In Silicon Valley, many of the Indian women's stories are similar. Most were born into higher castes in India, graduated with college degrees in computer science or business, worked in fast-paced companies, had a support network of friends and family. Moving to the US seemed like a great opportunity, but all too often there was little discussion about the terms of their immigration status. Now, while their husbands are climbing the career ladder, they stay at home alone, isolated.
“There is a high level of depression in that community because those women are not integrating into society by working, and it prolongs the homesickness,” said immigration lawyer Shivali Shah, who did a survey of 100 H-4 holders. “They usually arrive during their prime working years, and it is very demoralizing for them.”
Reema Shahani swapped the turmoil of city life in New Delhi for a quiet suburban apartment in Santa Clara.
While her husband has a thriving career in a giant high-tech company, Shahani spends her days browsing the Internet and watching the Food Network. When she arrived in 2006, she did not have a driver’s licence and her world was reduced to the size of a two-bedroom apartment.
“It is really sad. You sit alone the whole day and don’t do anything,” Shahani said. “I would always tell my husband, ‘Why should I be here? It’s a complete waste of my time’.” After the first year, frustrated with the monotony of her new life, Shahani began volunteering at the Indian Community Center in Milpitas, where she met other women in the same situation.

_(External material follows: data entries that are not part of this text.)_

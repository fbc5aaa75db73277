//! Assembly version numbers.
//!
//! A version has two to four dot separated parts (`major.minor[.build[.revision]]`).
//! Each part is a 16-bit number, a `*` wildcard that a build stamp fills in, or a
//! `#` keep marker that takes the value already present in the file being updated.

use crate::domain::metadata::InvalidMetadataValue;
use chrono::{NaiveDate, NaiveDateTime, Timelike};
use regex::Regex;
use serde::{Deserialize, Deserializer, Serialize, Serializer};
use std::fmt;
use std::str::FromStr;
use std::sync::OnceLock;

#[derive(Debug, Clone, Copy, PartialEq, Eq, Hash)]
pub enum VersionPart {
    Number(u16),
    Wildcard,
    Keep,
}

impl fmt::Display for VersionPart {
    fn fmt(&self, f: &mut fmt::Formatter<'_>) -> fmt::Result {
        match self {
            VersionPart::Number(n) => write!(f, "{}", n),
            VersionPart::Wildcard => f.write_str("*"),
            VersionPart::Keep => f.write_str("#"),
        }
    }
}

/// Build and revision numbers generated for wildcard version parts.
#[derive(Debug, Clone, Copy, PartialEq, Eq, Serialize, Deserialize)]
pub struct VersionStamp {
    /// Whole days since 2000-01-01, rounded up.
    pub build: u16,
    /// Seconds since midnight divided by two, rounded up.
    pub revision: u16,
}

impl VersionStamp {
    pub fn at(now: NaiveDateTime) -> Self {
        let epoch = NaiveDate::from_ymd_opt(2000, 1, 1)
            .and_then(|d| d.and_hms_opt(0, 0, 0))
            .unwrap_or_default();

        let elapsed = (now - epoch).num_seconds().max(0);
        let days = (elapsed + 86_399) / 86_400;

        let since_midnight = i64::from(now.num_seconds_from_midnight());
        let half_seconds = (since_midnight + 1) / 2;

        Self {
            build: u16::try_from(days).unwrap_or(u16::MAX),
            revision: u16::try_from(half_seconds).unwrap_or(u16::MAX),
        }
    }
}

#[derive(Debug, Clone, PartialEq, Eq, Hash)]
pub struct VersionNumber {
    parts: Vec<VersionPart>,
}

fn version_token() -> &'static Regex {
    static TOKEN: OnceLock<Regex> = OnceLock::new();
    TOKEN.get_or_init(|| {
        Regex::new(r"(?:\d+|#)\.(?:\d+|#)(?:\.(?:\d+|\*|#)){0,2}").expect("static version regex")
    })
}

impl VersionNumber {
    /// Parses `value`, reporting failures against `field`.
    pub fn parse_field(field: &str, value: &str) -> Result<Self, InvalidMetadataValue> {
        let trimmed = value.trim();
        let raw_parts: Vec<&str> = trimmed.split('.').collect();

        if !(2..=4).contains(&raw_parts.len()) {
            return Err(InvalidMetadataValue::new(
                field,
                value,
                "expected 2 to 4 dot separated parts",
            ));
        }

        let mut parts = Vec::with_capacity(raw_parts.len());
        for raw in raw_parts {
            let part = match raw {
                "*" => VersionPart::Wildcard,
                "#" => VersionPart::Keep,
                digits if !digits.is_empty() && digits.bytes().all(|b| b.is_ascii_digit()) => {
                    let n = digits.parse::<u16>().map_err(|_| {
                        InvalidMetadataValue::new(field, value, "version parts must be at most 65535")
                    })?;
                    VersionPart::Number(n)
                }
                _ => {
                    return Err(InvalidMetadataValue::new(
                        field,
                        value,
                        format!("'{}' is not a non-negative integer", raw),
                    ))
                }
            };
            parts.push(part);
        }

        if parts[..2].contains(&VersionPart::Wildcard) {
            return Err(InvalidMetadataValue::new(
                field,
                value,
                "only build and revision may be wildcards",
            ));
        }
        if parts.len() == 4 && parts[2] == VersionPart::Wildcard && parts[3] != VersionPart::Wildcard {
            return Err(InvalidMetadataValue::new(
                field,
                value,
                "a wildcard build must be followed by a wildcard revision",
            ));
        }

        Ok(Self { parts })
    }

    /// Finds the first version-looking token inside free text, e.g. `Nightly_2018.11.*`.
    pub fn extract(field: &str, text: &str) -> Result<Self, InvalidMetadataValue> {
        let token = version_token()
            .find(text)
            .ok_or_else(|| InvalidMetadataValue::new(field, text, "no version number found"))?;
        Self::parse_field(field, token.as_str())
    }

    pub fn parts(&self) -> &[VersionPart] {
        &self.parts
    }

    pub fn major(&self) -> VersionPart {
        self.parts[0]
    }

    pub fn minor(&self) -> VersionPart {
        self.parts[1]
    }

    pub fn build(&self) -> Option<VersionPart> {
        self.parts.get(2).copied()
    }

    pub fn revision(&self) -> Option<VersionPart> {
        self.parts.get(3).copied()
    }

    /// True when every part is a number.
    pub fn is_concrete(&self) -> bool {
        self.parts.iter().all(|p| matches!(p, VersionPart::Number(_)))
    }

    pub fn has_keep_markers(&self) -> bool {
        self.parts.contains(&VersionPart::Keep)
    }

    /// Replaces wildcard build/revision parts with the stamp's numbers.
    pub fn resolve_wildcards(&self, stamp: &VersionStamp) -> Self {
        let parts = self
            .parts
            .iter()
            .enumerate()
            .map(|(i, part)| match (i, part) {
                (2, VersionPart::Wildcard) => VersionPart::Number(stamp.build),
                (3, VersionPart::Wildcard) => VersionPart::Number(stamp.revision),
                (_, other) => *other,
            })
            .collect();
        Self { parts }
    }

    /// Replaces keep markers with the matching part of `existing`, or 0 when it has none.
    pub fn merge_existing(&self, existing: Option<&VersionNumber>) -> Self {
        let parts = self
            .parts
            .iter()
            .enumerate()
            .map(|(i, part)| match part {
                VersionPart::Keep => match existing.and_then(|v| v.parts.get(i)) {
                    Some(VersionPart::Number(n)) => VersionPart::Number(*n),
                    _ => VersionPart::Number(0),
                },
                other => *other,
            })
            .collect();
        Self { parts }
    }
}

impl fmt::Display for VersionNumber {
    fn fmt(&self, f: &mut fmt::Formatter<'_>) -> fmt::Result {
        for (i, part) in self.parts.iter().enumerate() {
            if i > 0 {
                f.write_str(".")?;
            }
            write!(f, "{}", part)?;
        }
        Ok(())
    }
}

impl FromStr for VersionNumber {
    type Err = InvalidMetadataValue;

    fn from_str(s: &str) -> Result<Self, Self::Err> {
        Self::parse_field("version", s)
    }
}

impl Serialize for VersionNumber {
    fn serialize<S: Serializer>(&self, serializer: S) -> Result<S::Ok, S::Error> {
        serializer.collect_str(self)
    }
}

impl<'de> Deserialize<'de> for VersionNumber {
    fn deserialize<D: Deserializer<'de>>(deserializer: D) -> Result<Self, D::Error> {
        let raw = String::deserialize(deserializer)?;
        raw.parse().map_err(serde::de::Error::custom)
    }
}

/// Textual wildcard replacement for free-form version strings such as
/// informational or package versions: the first `.*.*` becomes
/// `.build.revision`, otherwise the first `.*` becomes `.build`.
pub fn replace_wildcards(value: &str, stamp: &VersionStamp) -> String {
    if value.contains(".*.*") {
        value.replacen(".*.*", &format!(".{}.{}", stamp.build, stamp.revision), 1)
    } else if value.contains(".*") {
        value.replacen(".*", &format!(".{}", stamp.build), 1)
    } else {
        value.to_string()
    }
}

/// True when `value` carries a `#` keep marker in any dotted segment.
pub fn has_keep_marker(value: &str) -> bool {
    value.split('.').any(|segment| segment.starts_with('#'))
}

/// Replaces `#` keep markers in a dotted free-form value with the leading
/// digits of the matching segment of `existing`.
pub fn merge_keep_markers(template: &str, existing: Option<&str>) -> String {
    if !has_keep_marker(template) {
        return template.to_string();
    }

    let existing_segments: Vec<&str> = existing.map(|e| e.split('.').collect()).unwrap_or_default();

    template
        .split('.')
        .enumerate()
        .map(|(i, segment)| match segment.strip_prefix('#') {
            Some(rest) => {
                let kept: String = existing_segments
                    .get(i)
                    .map(|s| s.chars().take_while(|c| c.is_ascii_digit()).collect())
                    .unwrap_or_default();
                let kept = if kept.is_empty() { "0".to_string() } else { kept };
                format!("{}{}", kept, rest)
            }
            None => segment.to_string(),
        })
        .collect::<Vec<_>>()
        .join(".")
}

Many women prefer the immigration forums and chat rooms on the Internet, where they can pour their hearts out anonymously. Malathy Jey, founder of Indusladies.com, a networking site for Indian women based in Austin, Texas, estimates that her site receives about 2 million page views a month.
Jey, 32, who worked as an IT specialist for Ford Motor Co. in Chennai before moving to Austin on an H-4 visa with her husband, said she came up with the idea for the website during long days spent at home looking for things to do.
Indusladies.com offers relationship advice and recipes, as well as the opportunity for women to share their frustrations with the immigration process.
“I got married to an H-1B visa holder, which put me in H-4 visa status—yes, that dreaded H-4,” wrote one of the users. “Being H-4, I can’t work or earn a single dollar and all I can do is stay at home and stare at the four walls.”
While couples can apply for permanent residency, or a green card, which would allow the dependent spouse to work, the process can take years, and Indian and Chinese immigrants face annual quotas set by the US citizenship and immigration services.
“I’ve gone through my ups and downs and was even regretting being here,” said Varkha Chellani, who has been waiting for seven years for a green card, while her friends achieve career success in India.
Chellani, who brings her two-year-old daughter Vidhi to weekly play dates at the community centre, is interested in early childhood education and has been volunteering at the centre developing classroom curriculum for the kids. She would like to go back to school, she said, but paying tuition while living on one income and supporting two kids is a challenge.
Volunteering is another common strategy for the women, who are afraid future employers are going to question gaps in their resumes, and many local non-profit groups are taking notice, said John Power, executive director of the matching service Thevolunteercenter.net, which works with agencies in San Francisco and San Mateo counties.
“They are individuals who have had a professional background and are looking for some proper ways to continue their careers,” Power said. “It’s very desirable to find people with such skills, and the potential benefit is huge.”
Some women, including Kannan, who sometimes had to stay in the office in Chennai until 3am, see their H-4 status as an opportunity to take a break and do the things they never had time for, such as painting or dancing. Kannan, however, also volunteers as a computer specialist at the Indian Community Center once a week.
“It really helps me to do something useful,” Kannan said. Her husband agrees.
“He feels that I should be working with the technology. Otherwise I will be lagging behind.”